Institutional crisis should continue to dominate the behavior of our currency — and all Brazilian assets — in the short term
What more emotions do you have to come? Thinking that we will have presidential elections after a pandemic, I can’t say which ones, but they will. Last week could have been a movie, after all, in the demonstrations of September 7th, the president Jair Bolsonaro threatened the Federal Supreme Court (STF), in a tone considered undemocratic by much of the political world, and had to withdraw from his position just 48 hours later through a letter of pacification articulated by the former president Michel Temer after the scathing response from the STF minister, Luiz Fux. First of all, I wouldn’t count on Bolsonaro’s continuing this pacifying tone. Even given the strength of our democracy and institutions, still, government rhetoric is strong enough to shake markets when ignited.

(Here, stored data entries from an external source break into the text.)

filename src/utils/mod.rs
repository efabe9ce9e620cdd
pub mod error;
pub mod logger;
pub mod monitor;
pub mod validation;
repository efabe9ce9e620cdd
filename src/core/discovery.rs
use crate::utils::error::Result;
use std::path::{Path, PathBuf};

/// Turns a directory argument into `<dir>/*.gpx`; anything else is a glob.
pub fn resolve_pattern(input: &str) -> String {
    let path = Path::new(input);
    if path.is_dir() {
        path.join("*.gpx").to_string_lossy().into_owned()
    } else {
        input.to_string()
    }
}

/// Lists the files matching a directory or glob pattern, in glob order.
pub fn discover_files(input: &str) -> Result<Vec<PathBuf>> {
    let pattern = resolve_pattern(input);
    tracing::debug!("Collecting files matching: {}", pattern);

    let mut files = Vec::new();
    for entry in glob::glob(&pattern)? {
        match entry {
            Ok(path) if path.is_file() => files.push(path),
            Ok(_) => {}
            Err(e) => tracing::warn!("⚠️ Skipping unreadable path {}: {}", e.path().display(), e),
        }
    }
    Ok(files)
}
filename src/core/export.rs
use crate::domain::model::{RunSummary, Track};
use crate::utils::error::Result;
use std::path::Path;

/// Serializes a track as `lat,lon,ele,dist` CSV; absent fields are empty cells.
pub fn track_to_csv(track: &Track) -> Result<Vec<u8>> {
    let mut writer = csv::Writer::from_writer(Vec::new());
    // header is written explicitly so empty tracks still get one
    writer.write_record(["lat", "lon", "ele", "dist"])?;
    for point in track.points() {
        writer.write_record(&[
            point.lat.to_string(),
            point.lon.to_string(),
            point.ele.map(|v| v.to_string()).unwrap_or_default(),
            point.dist.map(|v| v.to_string()).unwrap_or_default(),
        ])?;
    }
    writer
        .into_inner()
        .map_err(|e| e.into_error().into())
}

/// Output name for a track's CSV: `tracks/<file stem>.csv`.
pub fn csv_name(index: usize, source: &Path) -> String {
    match source.file_stem().and_then(|s| s.to_str()) {
        Some(stem) if !stem.is_empty() => format!("tracks/{}.csv", stem),
        _ => format!("tracks/track-{:03}.csv", index),
    }
}

pub fn summary_to_json(summary: &RunSummary) -> Result<Vec<u8>> {
    Ok(serde_json::to_vec_pretty(summary)?)
}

Second, the economic situation has deteriorated a lot. Until a few months ago, the economic activity and its recovery were praised, which is not very strong, after all, market projections and expectations began to be constantly revised downwards. The general idea is that growth in 2021 will be high (about 5%), but on a very low basis, while for 2022 we expect our, which has already become almost traditional, growth of 1.5% to 2, 0%. Inflation is not even talked about, as we expect it to be double digits. Also last week, the IBGE released the IPCA for August, which registered a variation of 0.87% in the month, above the ceiling of market projections (which was 0.85%) and accumulated a 9.68% increase in the last 12 months. Despite inflationary pressure being more concentrated in regulated prices, such as electricity (because of the water crisis and the red flag) and fuel, the widespread increase in other groups continues to be observed, with emphasis on food and beverages and service prices.
In other words, the increase in inflation will continue to be a matter of concern for the central bank and an eventual increase in the rate of interest rate adjustment. By the way, here is the third point. The president of the Central Bank, Roberto Campos Neto, remains emphatic that he will take the rate Selic where necessary to contain inflation. And, my friends, in a short time we will be talking about the double-digit Selic rate, wait. And how should the market position itself? Well… it is worth mentioning that, even those who would benefit from an increase in interest rates, thinking of a fall in the exchange rate, this time it may be different. The institutional crisis should continue to dominate the behavior of our currency (and all Brazilian assets) in the short term. Warning, the game of emotions (or market volatility) is not over yet.